### PROBLEM STATEMENT
Your answer must match the entries below word for word.

Data excerpts:
■ ■ ■
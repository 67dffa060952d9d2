use sea_orm_migration::prelude::*;

#[derive(DeriveMigrationName)]
pub struct Migration;

#[async_trait::async_trait]
impl MigrationTrait for Migration {
    async fn up(&self, manager: &SchemaManager) -> Result<(), DbErr> {
        manager
            .create_table(
                Table::create()
                    .table(Deposits::Table)
                    .if_not_exists()
                    .col(
                        ColumnDef::new(Deposits::Id)
                            .integer()
                            .not_null()
                            .auto_increment()
                            .primary_key(),
                    )
                    .col(
                        ColumnDef::new(Deposits::BrokerId)
                            .integer()
                            .not_null(),
                    )
                    .col(
                        ColumnDef::new(Deposits::Amount)
                            .decimal()
                            .not_null(),
                    )
                    .col(
                        ColumnDef::new(Deposits::Currency)
                            .string()
                            .not_null(),
                    )
                    .col(
                        ColumnDef::new(Deposits::PaymentMethod)
                            .string()
                            .not_null(),
                    )
                    .col(
                        ColumnDef::new(Deposits::Status)
                            .string()
                            .not_null()
                            .default("PENDING"),
                    )
                    .col(
                        ColumnDef::new(Deposits::BankName)
                            .string(),
                    )
                    .col(
                        ColumnDef::new(Deposits::AccountNumber)
                            .string(),
                    )
                    .col(
                        ColumnDef::new(Deposits::TransactionId)
                            .string(),
                    )
                    .col(
                        ColumnDef::new(Deposits::BankReference)
                            .string(),
                    )
                    .col(
                        ColumnDef::new(Deposits::ReceiptUrl)
                            .string(),
                    )
                    .col(
                        ColumnDef::new(Deposits::AdminNotes)
                            .string(),
                    )
                    .col(
                        ColumnDef::new(Deposits::VerifiedAt)
                            .timestamp_with_time_zone(),
                    )
                    .col(
                        ColumnDef::new(Deposits::VerifiedBy)
                            .integer(),
                    )
                    .col(
                        ColumnDef::new(Deposits::CreatedAt)
                            .timestamp_with_time_zone()
                            .not_null()
                            .default(SimpleExpr::Keyword(Keyword::CurrentTimestamp)),
                    )
                    .to_owned(),
            )
            .await?;

        // Foreign key to broker_profiles
        manager
            .create_foreign_key(
                ForeignKey::create()
                    .name("fk_deposits_broker_id")
                    .from(Deposits::Table, Deposits::BrokerId)
                    .to(BrokerProfiles::Table, BrokerProfiles::UserId)
                    .on_delete(ForeignKeyAction::Cascade)
                    .to_owned(),
            )
            .await?;

        manager
            .create_index(
                Index::create()
                    .name("idx_deposits_broker_id")
                    .table(Deposits::Table)
                    .col(Deposits::BrokerId)
                    .to_owned(),
            )
            .await?;

        // Partial unique index: a broker may hold at most one PENDING or PAID
        // deposit at a time. sea-query's index builder cannot express the
        // WHERE clause, so this goes through raw SQL.
        manager
            .get_connection()
            .execute_unprepared(
                "CREATE UNIQUE INDEX IF NOT EXISTS idx_deposits_one_outstanding \
                 ON deposits (broker_id) WHERE status IN ('PENDING', 'PAID')",
            )
            .await?;

        Ok(())
    }

    async fn down(&self, manager: &SchemaManager) -> Result<(), DbErr> {
        manager
            .drop_table(Table::drop().table(Deposits::Table).to_owned())
            .await
    }
}

#[derive(DeriveIden)]
enum Deposits {
    Table,
    Id,
    BrokerId,
    Amount,
    Currency,
    PaymentMethod,
    Status,
    BankName,
    AccountNumber,
    TransactionId,
    BankReference,
    ReceiptUrl,
    AdminNotes,
    VerifiedAt,
    VerifiedBy,
    CreatedAt,
}

#[derive(DeriveIden)]
enum BrokerProfiles {
    Table,
    UserId,
}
■ ■ ■
### RESPONSE TO THIS EXERCISE
repository 67dffa060952d9d2
use sea_orm_migration::prelude::*;

#[derive(DeriveMigrationName)]
pub struct Migration;

#[async_trait::async_trait]
impl MigrationTrait for Migration {
    async fn up(&self, manager: &SchemaManager) -> Result<(), DbErr> {
        manager
            .create_table(
                Table::create()
                    .table(Deposits::Table)
                    .if_not_exists()
                    .col(
                        ColumnDef::new(Deposits::Id)
                            .integer()
                            .not_null()
                            .auto_increment()
                            .primary_key(),
                    )
                    .col(
                        ColumnDef::new(Deposits::BrokerId)
                            .integer()
                            .not_null(),
                    )
                    .col(
                        ColumnDef::new(Deposits::Amount)
                            .decimal()
                            .not_null(),
                    )
                    .col(
                        ColumnDef::new(Deposits::Currency)
                            .string()
                            .not_null(),
                    )
                    .col(
                        ColumnDef::new(Deposits::PaymentMethod)
                            .string()
                            .not_null(),
                    )
                    .col(
                        ColumnDef::new(Deposits::Status)
                            .string()
                            .not_null()
                            .default("PENDING"),
                    )
                    .col(
                        ColumnDef::new(Deposits::BankName)
                            .string(),
                    )
                    .col(
                        ColumnDef::new(Deposits::AccountNumber)
                            .string(),
                    )
                    .col(
                        ColumnDef::new(Deposits::TransactionId)
                            .string(),
                    )
                    .col(
                        ColumnDef::new(Deposits::BankReference)
                            .string(),
                    )
                    .col(
                        ColumnDef::new(Deposits::ReceiptUrl)
                            .string(),
                    )
                    .col(
                        ColumnDef::new(Deposits::AdminNotes)
                            .string(),
                    )
                    .col(
                        ColumnDef::new(Deposits::VerifiedAt)
                            .timestamp_with_time_zone(),
                    )
                    .col(
                        ColumnDef::new(Deposits::VerifiedBy)
                            .integer(),
                    )
                    .col(
                        ColumnDef::new(Deposits::CreatedAt)
                            .timestamp_with_time_zone()
                            .not_null()
                            .default(SimpleExpr::Keyword(Keyword::CurrentTimestamp)),
                    )
                    .to_owned(),
            )
            .await?;

        // Foreign key to broker_profiles
        manager
            .create_foreign_key(
                ForeignKey::create()
                    .name("fk_deposits_broker_id")
                    .from(Deposits::Table, Deposits::BrokerId)
                    .to(BrokerProfiles::Table, BrokerProfiles::UserId)
                    .on_delete(ForeignKeyAction::Cascade)
                    .to_owned(),
            )
            .await?;

        manager
            .create_index(
                Index::create()
                    .name("idx_deposits_broker_id")
                    .table(Deposits::Table)
                    .col(Deposits::BrokerId)
                    .to_owned(),
            )
            .await?;

        // Partial unique index: a broker may hold at most one PENDING or PAID
        // deposit at a time. sea-query's index builder cannot express the
        // WHERE clause, so this goes through raw SQL.
        manager
            .get_connection()
            .execute_unprepared(
                "CREATE UNIQUE INDEX IF NOT EXISTS idx_deposits_one_outstanding \
                 ON deposits (broker_id) WHERE status IN ('PENDING', 'PAID')",
            )
            .await?;

        Ok(())
    }

    async fn down(&self, manager: &SchemaManager) -> Result<(), DbErr> {
        manager
            .drop_table(Table::drop().table(Deposits::Table).to_owned())
            .await
    }
}

#[derive(DeriveIden)]
enum Deposits {
    Table,
    Id,
    BrokerId,
    Amount,
    Currency,
    PaymentMethod,
    Status,
    BankName,
    AccountNumber,
    TransactionId,
    BankReference,
    ReceiptUrl,
    AdminNotes,
    VerifiedAt,
    VerifiedBy,
    CreatedAt,
}

#[derive(DeriveIden)]
enum BrokerProfiles {
    Table,
    UserId,
}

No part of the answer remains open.